This Client Alert updates a previous Murtha Cullina LLP Client Alert titled “Legislative Changes to Connecticut Income Tax” (from May 16, 2018). The previous Client Alert explained that the Connecticut general assembly passed legislation that imposes a new 6.99% Connecticut income tax on most pass-through entities (namely, partnerships, S corporations and LLCs treated as partnerships). The legislation also provides for an offsetting Connecticut income tax credit to each owner of a pass-through entity (namely, partners, S corporation shareholders and LLC members) equal to 93.01% of the owner’s allocable share of the tax(“PET Tax”) paid by the entity. The purpose of the PET Tax is to mitigate the impact of the $5,000 (single filer)/$10,000 (joint filer) cap on the state and local income, property and sales tax (“SALT”) deduction under the Tax Cuts and Jobs Act of 2017. Governor Dannel Malloy signed the legislation into law on May 31, 2018 with retroactive effect to the taxable year beginning January 1, 2018.
On June 6, 2018, the Connecticut Department of Revenue Services (the “DRS”) issued Special Notice 2018(4) titled “Guidance on 2018 Estimated Payments for Newly Enacted Pass-Through Entity Tax” (the “Notice”). The Notice provides guidance regarding the estimated PET Tax payment requirements under the new law. Specifically, since the legislation was enacted after the April 15, 2018 deadline for the first estimated payment, the DRS guidance gives a pass-through entity the following three options for complying with its year 2018 estimated payment requirements:
- Make a “catch-up” payment by June 15th to satisfy the first and second quarter estimated payment requirements;
- Make three estimated payments by June 15, 2018, September 15, 2018 and January 15, 2019, each equal to 22.5% of the PET
- Tax liability (with the full amount of PET Tax due by the return due date); or
- Annualize the estimated payments for the year.
Individual partners may consent to applying their personal estimated payments against the pass-through entity’s 2018 estimated payment requirements. The PET Tax estimated payment coupon is available here.
Because owners will get a credit for the PET Tax paid by their pass-through entity, many Connecticut resident owners will no longer need to make estimated income tax payments.
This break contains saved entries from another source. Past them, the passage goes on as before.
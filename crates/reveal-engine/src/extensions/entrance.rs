// extensions/entrance.rs
//
// Staggered card entrance: card i waits i × stagger, then fades in while
// sliding from a horizontal offset to its resting place.
//
// Usage:
//   let plan = EntrancePlan::new(150.0, 600.0, -20.0, Easing::CubicOut);
//   let frame = plan.sample(index, elapsed_ms);
//   // frame.opacity, frame.offset_x

use super::easing::{ease, Easing};

/// Visual state of one card at a moment in time.
#[derive(Debug, Clone, Copy, PartialEq)]
pub struct EntranceFrame {
    pub opacity: f32,
    /// Horizontal offset in pixels, 0 at rest.
    pub offset_x: f32,
}

impl EntranceFrame {
    pub const HIDDEN_OPACITY: f32 = 0.0;
    /// Fully visible, in place.
    pub const RESTING: EntranceFrame = EntranceFrame { opacity: 1.0, offset_x: 0.0 };
}

/// Timing shared by every card of one reveal.
#[derive(Debug, Clone, Copy, PartialEq)]
pub struct EntrancePlan {
    pub stagger_ms: f32,
    pub duration_ms: f32,
    /// Starting horizontal offset (negative slides in from the left).
    pub from_offset_x: f32,
    pub easing: Easing,
}

impl EntrancePlan {
    pub const DEFAULT_OFFSET_X: f32 = -20.0;

    pub fn new(stagger_ms: f32, duration_ms: f32, from_offset_x: f32, easing: Easing) -> Self {
        Self { stagger_ms, duration_ms, from_offset_x, easing }
    }

    /// Delay before card `index` (0-based) starts moving.
    pub fn delay_ms(&self, index: usize) -> f32 {
        index as f32 * self.stagger_ms
    }

    /// Normalized progress [0, 1] of card `index` at `elapsed_ms`.
    pub fn progress(&self, index: usize, elapsed_ms: f32) -> f32 {
        let local = elapsed_ms - self.delay_ms(index);
        if local <= 0.0 {
            0.0
        } else if self.duration_ms <= 0.0 {
            1.0
        } else {
            (local / self.duration_ms).clamp(0.0, 1.0)
        }
    }

    pub fn sample(&self, index: usize, elapsed_ms: f32) -> EntranceFrame {
        let t = self.progress(index, elapsed_ms);
        if t >= 1.0 {
            return EntranceFrame::RESTING;
        }
        EntranceFrame {
            opacity: ease(EntranceFrame::HIDDEN_OPACITY, 1.0, t, self.easing),
            offset_x: ease(self.from_offset_x, 0.0, t, self.easing),
        }
    }

    /// Time after which all `count` cards are at rest.
    pub fn total_ms(&self, count: usize) -> f32 {
        match count {
            0 => 0.0,
            n => self.delay_ms(n - 1) + self.duration_ms,
        }
    }

    pub fn is_complete(&self, count: usize, elapsed_ms: f32) -> bool {
        elapsed_ms >= self.total_ms(count)
    }
}
/// Side effects the controller asks the host to perform.
/// The engine never touches timers or the network itself.
#[derive(Debug, Clone, Copy, PartialEq, Eq)]
pub enum Command {
    /// Start the periodic countdown tick.
    StartTicker,
    /// Stop the periodic countdown tick. Harmless when none is running.
    StopTicker,
    /// Issue one `GET` to the results endpoint and report back with
    /// `RevealEvent::ResultsArrived`.
    FetchResults,
    /// Issue one `POST` to the restart endpoint and report back with
    /// `RevealEvent::RestartFinished`.
    PostRestart,
    /// Fire the two corner confetti bursts and start the frame loop.
    LaunchConfetti,
    /// Drop all decorative animation (confetti, pending entrances, flash).
    ClearEffects,
    /// Play the one-shot body flash.
    Flash,
}

/// A queue of commands.
/// The controller pushes while handling an event; the host drains after.
#[derive(Debug)]
pub struct CommandQueue {
    commands: Vec<Command>,
}

impl CommandQueue {
    pub fn new() -> Self {
        Self {
            commands: Vec::with_capacity(8),
        }
    }

    pub fn push(&mut self, command: Command) {
        self.commands.push(command);
    }

    /// Take every pending command in issue order, leaving the queue empty.
    pub fn drain(&mut self) -> Vec<Command> {
        std::mem::take(&mut self.commands)
    }

    pub fn is_empty(&self) -> bool {
        self.commands.is_empty()
    }
}

impl Default for CommandQueue {
    fn default() -> Self {
        Self::new()
    }
}

#[cfg(test)]
mod tests {
    use super::*;

    #[test]
    fn push_and_drain_in_order() {
        let mut q = CommandQueue::new();
        q.push(Command::StopTicker);
        q.push(Command::FetchResults);
        assert_eq!(q.drain(), vec![Command::StopTicker, Command::FetchResults]);
        assert!(q.is_empty());
    }

    #[test]
    fn drain_on_empty_queue() {
        let mut q = CommandQueue::default();
        assert!(q.is_empty());
        assert!(q.drain().is_empty());
    }
}
use super::rng::Rng;

/// Confetti colors, matched to the page theme.
#[derive(Debug, Clone, Copy, PartialEq, Eq)]
#[repr(u8)]
pub enum ConfettiColor {
    Gold = 0,
    Coral,
    Teal,
    Sky,
    Sage,
    Amber,
}

impl ConfettiColor {
    pub const ALL: [ConfettiColor; 6] = [
        Self::Gold, Self::Coral, Self::Teal,
        Self::Sky, Self::Sage, Self::Amber,
    ];

    pub fn random(rng: &mut Rng) -> Self {
        Self::ALL[rng.next_int(Self::ALL.len() as u32) as usize]
    }

    /// CSS color string for canvas fill styles.
    pub fn css(&self) -> &'static str {
        match self {
            Self::Gold => "#d4af37",
            Self::Coral => "#ff6b6b",
            Self::Teal => "#4ecdc4",
            Self::Sky => "#45b7d1",
            Self::Sage => "#96ceb4",
            Self::Amber => "#feca57",
        }
    }
}
//! Turns received team records into ranked cards.

use crate::api::config::PageVariant;
use crate::api::types::TeamRecord;

/// Nickname used when no keyword matches the problem statement.
pub const DEFAULT_NICKNAME: &str = "Innovation";

/// Score shown for rank 1 in the full variant.
pub const TOP_DISPLAY_SCORE: f32 = 98.0;
/// Score drop per rank.
pub const DISPLAY_SCORE_STEP: f32 = 1.5;

/// Keyword (lowercase) → project nickname. First match wins.
const NICKNAMES: &[(&str, &str)] = &[
    ("waste", "EcoTrack"),
    ("attendance", "PresenceIQ"),
    ("mental health", "MindHaven"),
    ("security", "SafeGuard"),
    ("library", "ShelfSense"),
    ("food", "FoodFleet"),
    ("study", "StudySync"),
    ("event", "EventHub"),
    ("transport", "GreenRoute"),
    ("collaboration", "CoLab"),
];

/// Extra data shown only by the full variant.
#[derive(Debug, Clone, PartialEq)]
pub struct Showcase {
    pub score: f32,
    pub nickname: &'static str,
}

/// One rendered entry of the results list.
#[derive(Debug, Clone, PartialEq)]
pub struct TeamCard {
    /// 1-based position in the list as received.
    pub rank: usize,
    pub record: TeamRecord,
    pub showcase: Option<Showcase>,
}

/// Look up the nickname for a problem statement.
pub fn nickname_for(problem: &str) -> &'static str {
    let problem = problem.to_lowercase();
    NICKNAMES
        .iter()
        .find(|(keyword, _)| problem.contains(keyword))
        .map(|&(_, nickname)| nickname)
        .unwrap_or(DEFAULT_NICKNAME)
}

/// Display score for a 1-based rank, never below zero.
pub fn display_score(rank: usize) -> f32 {
    let drop = DISPLAY_SCORE_STEP * rank.saturating_sub(1) as f32;
    (TOP_DISPLAY_SCORE - drop).max(0.0)
}

/// Rank records in the order received.
pub fn rank_teams(records: Vec<TeamRecord>, variant: PageVariant) -> Vec<TeamCard> {
    records
        .into_iter()
        .enumerate()
        .map(|(idx, record)| {
            let rank = idx + 1;
            let showcase = match variant {
                PageVariant::Simple => None,
                PageVariant::Full => Some(Showcase {
                    score: display_score(rank),
                    nickname: nickname_for(&record.problem),
                }),
            };
            TeamCard { rank, record, showcase }
        })
        .collect()
}

#[cfg(test)]
mod tests {
    use super::*;

    fn record(team: &str, problem: &str) -> TeamRecord {
        TeamRecord { team: team.into(), problem: problem.into(), tech: vec![] }
    }

    #[test]
    fn nickname_matches_case_insensitively() {
        assert_eq!(nickname_for("Campus WASTE management system"), "EcoTrack");
        assert_eq!(nickname_for("Student mental health platform"), "MindHaven");
    }

    #[test]
    fn nickname_falls_back_to_innovation() {
        assert_eq!(nickname_for("Quantum knitting"), DEFAULT_NICKNAME);
        assert_eq!(nickname_for(""), DEFAULT_NICKNAME);
    }

    #[test]
    fn first_keyword_wins() {
        // "study" comes before "collaboration" in the table
        assert_eq!(nickname_for("Study collaboration tool"), "StudySync");
    }

    #[test]
    fn score_decreases_per_rank_and_floors() {
        assert_eq!(display_score(1), 98.0);
        assert_eq!(display_score(2), 96.5);
        assert_eq!(display_score(10), 84.5);
        assert_eq!(display_score(1000), 0.0);
    }

    #[test]
    fn simple_variant_has_no_showcase() {
        let cards = rank_teams(vec![record("A", "waste"), record("B", "food")], PageVariant::Simple);
        assert_eq!(cards.len(), 2);
        assert_eq!(cards[0].rank, 1);
        assert_eq!(cards[1].rank, 2);
        assert!(cards.iter().all(|c| c.showcase.is_none()));
    }

    #[test]
    fn full_variant_keeps_order_and_derives_showcase() {
        let cards = rank_teams(
            vec![record("Zeta", "Library resource optimization"), record("Alpha", "unknown")],
            PageVariant::Full,
        );
        assert_eq!(cards[0].record.team, "Zeta");
        assert_eq!(
            cards[0].showcase,
            Some(Showcase { score: 98.0, nickname: "ShelfSense" })
        );
        assert_eq!(cards[1].showcase.as_ref().map(|s| s.nickname), Some("Innovation"));
    }
}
The Notice cautions, however, that owners of passthrough entities may still be required to make estimated income tax payments to cover their Connecticut income tax liability if they have income from other Connecticut sources or if they are an employee who will not have enough Connecticut income tax withheld from wages. In addition, passthrough entities may elect to calculate the PET Tax using an alternative basis which has the effect of causing the pass-through entity to pay the PET Tax only with respect to income allocable to individual owners. For pass-through entities that elect the alternative basis for calculating the PET Tax, a corporate owner will continue to owe Connecticut income tax on its distributive share of income from the pass-through entity and should continue to make estimated payments as it previously did.
Even with the issuance of additional guidance in the Notice, a number of questions and difficulties regarding the application of the PET Tax remain such as:
- Does the PET Tax apply to guaranteed payments received from a partnership?
- Will nonresidents be permitted to take a credit against their individual income tax liability in their home state for the PET Tax paid to Connecticut?
- Should single member LLCs consider the addition of one or more new members to cause the entity to be treated as a pass-through entity for income tax purposes?
- Will the IRS take regulatory action to prevent this workaround of the limited SALT deduction?
Due to the timing of the enactment of the PET Tax, impacted pass-through entities are encouraged to consider the impact of new law and the DRS guidance as soon as possible.